Among the reforms, Justice Dingake proposed were universal social protection systems, strengthened trade unions, expanded labour protections for informal and digital workers, stronger social dialogue mechanisms and the embedding of diversity and inclusion into workplace culture.

Justice Dingake was delivering a keynote address during the opening of the 3rd Industrial Relations Conference 2026 in Gaborone on Tuesday.

Justice Dingake further appealed for industrial relations practitioners, governments and employers to pursue meaningful reforms that restored dignity to workers.

He said there could be no social justice if the tripartite constituents, being government, employers and trade unions, did not understand how connected they were and how much they needed each other.

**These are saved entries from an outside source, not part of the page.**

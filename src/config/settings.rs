//! Settings model, loading and validation.

use crate::work_order::services::{
    AutoDraftPolicy, DEFAULT_DESCRIPTION_TEMPLATE, DEFAULT_NUMBERING_RETRIES,
    DEFAULT_TITLE_TEMPLATE,
};
use chrono::TimeDelta;
use minijinja::Environment;
use serde::Deserialize;
use thiserror::Error;

/// Environment variable naming the settings file.
pub const CONFIG_PATH_VARIABLE: &str = "ODT_CONFIG";

/// Settings file read when [`CONFIG_PATH_VARIABLE`] is unset. The extension
/// is resolved by the loader.
pub const DEFAULT_CONFIG_FILE: &str = "config/odt";

/// Prefix of environment variable overrides, e.g.
/// `ODT_WORKFLOW__DEDUP_WINDOW_DAYS=14`.
pub const ENV_PREFIX: &str = "ODT";

/// Errors raised while loading or validating settings.
#[derive(Debug, Error)]
pub enum SettingsError {
    /// A source could not be read or deserialized.
    #[error("failed to load settings: {0}")]
    Load(#[source] Box<::config::ConfigError>),

    /// The deduplication window is zero days.
    #[error("workflow.dedup_window_days must be at least 1")]
    ZeroDedupWindow,

    /// Numbering collisions would never be retried.
    #[error("workflow.numbering_retry_attempts must be at least 1")]
    ZeroRetryAttempts,

    /// The pool would hold no connections.
    #[error("database.pool_size must be at least 1")]
    ZeroPoolSize,

    /// A template does not compile.
    #[error("workflow.{field} is not a valid template: {source}")]
    InvalidTemplate {
        /// Offending setting.
        field: &'static str,
        /// Compilation error.
        #[source]
        source: minijinja::Error,
    },
}

impl From<::config::ConfigError> for SettingsError {
    fn from(err: ::config::ConfigError) -> Self {
        Self::Load(Box::new(err))
    }
}

/// Root settings object.
#[derive(Debug, Clone, Default, PartialEq, Eq, Deserialize)]
#[serde(default)]
pub struct Settings {
    /// Logging settings.
    pub tracing: TracingSettings,
    /// Database settings.
    pub database: DatabaseSettings,
    /// Work-order workflow settings.
    pub workflow: WorkflowSettings,
}

/// Logging settings.
#[derive(Debug, Clone, PartialEq, Eq, Deserialize)]
#[serde(default)]
pub struct TracingSettings {
    /// Default filter directive, overridden by `RUST_LOG`.
    pub log_level: String,
}

impl Default for TracingSettings {
    fn default() -> Self {
        Self {
            log_level: "info".to_owned(),
        }
    }
}

/// Database settings.
#[derive(Debug, Clone, PartialEq, Eq, Deserialize)]
#[serde(default)]
pub struct DatabaseSettings {
    /// `PostgreSQL` connection URL. In-memory adapters are used when unset.
    pub url: Option<String>,
    /// Maximum pooled connections.
    pub pool_size: u32,
}

impl Default for DatabaseSettings {
    fn default() -> Self {
        Self {
            url: None,
            pool_size: 8,
        }
    }
}

/// Work-order workflow settings.
#[derive(Debug, Clone, PartialEq, Eq, Deserialize)]
#[serde(default)]
pub struct WorkflowSettings {
    /// Days an open work order suppresses a new automatic draft.
    pub dedup_window_days: u32,
    /// Retries after a numbering collision.
    pub numbering_retry_attempts: u32,
    /// Title template for automatic drafts.
    pub auto_title_template: String,
    /// Description template for automatic drafts.
    pub auto_description_template: String,
}

impl Default for WorkflowSettings {
    fn default() -> Self {
        Self {
            dedup_window_days: 7,
            numbering_retry_attempts: DEFAULT_NUMBERING_RETRIES,
            auto_title_template: DEFAULT_TITLE_TEMPLATE.to_owned(),
            auto_description_template: DEFAULT_DESCRIPTION_TEMPLATE.to_owned(),
        }
    }
}

impl WorkflowSettings {
    /// Builds the automatic-draft policy these settings describe.
    #[must_use]
    pub fn auto_draft_policy(&self) -> AutoDraftPolicy {
        AutoDraftPolicy::default()
            .with_dedup_window(TimeDelta::days(i64::from(self.dedup_window_days)))
            .with_templates(
                self.auto_title_template.clone(),
                self.auto_description_template.clone(),
            )
            .with_numbering_retries(self.numbering_retry_attempts)
    }
}

impl Settings {
    /// Loads settings from the file named by [`CONFIG_PATH_VARIABLE`] (or
    /// [`DEFAULT_CONFIG_FILE`]) and the environment, then validates them.
    ///
    /// # Errors
    ///
    /// Returns [`SettingsError`] when a source is malformed or validation
    /// fails.
    pub fn load() -> Result<Self, SettingsError> {
        let path = std::env::var(CONFIG_PATH_VARIABLE)
            .unwrap_or_else(|_| DEFAULT_CONFIG_FILE.to_owned());
        Self::load_from(&path)
    }

    /// Loads settings from `path` (missing files are skipped) and the
    /// environment, then validates them.
    ///
    /// # Errors
    ///
    /// Returns [`SettingsError`] when a source is malformed or validation
    /// fails.
    pub fn load_from(path: &str) -> Result<Self, SettingsError> {
        let settings: Self = ::config::Config::builder()
            .add_source(::config::File::with_name(path).required(false))
            .add_source(
                ::config::Environment::with_prefix(ENV_PREFIX)
                    .prefix_separator("_")
                    .separator("__")
                    .try_parsing(true),
            )
            .build()?
            .try_deserialize()?;
        settings.validate()?;
        Ok(settings)
    }

    /// Checks values serde cannot.
    ///
    /// # Errors
    ///
    /// Returns the first [`SettingsError`] found.
    pub fn validate(&self) -> Result<(), SettingsError> {
        if self.database.pool_size == 0 {
            return Err(SettingsError::ZeroPoolSize);
        }
        let workflow = &self.workflow;
        if workflow.dedup_window_days == 0 {
            return Err(SettingsError::ZeroDedupWindow);
        }
        if workflow.numbering_retry_attempts == 0 {
            return Err(SettingsError::ZeroRetryAttempts);
        }
        check_template("auto_title_template", &workflow.auto_title_template)?;
        check_template(
            "auto_description_template",
            &workflow.auto_description_template,
        )
    }
}

fn check_template(field: &'static str, source: &str) -> Result<(), SettingsError> {
    let environment = Environment::new();
    environment
        .template_from_str(source)
        .map(|_| ())
        .map_err(|err| SettingsError::InvalidTemplate { field, source: err })
}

He further called on governments, employers and labour institutions to reclaim human dignity as the foundation of industrial relations.

He warned that Africa risked creating a soulless and deeply unequal future of work if workers were increasingly treated as disposable commodities instead of human beings deserving dignity, fairness and protection.

Justice Dingake stressed that the world of work should not be treated as a ‘battleground for the soul of humanity’.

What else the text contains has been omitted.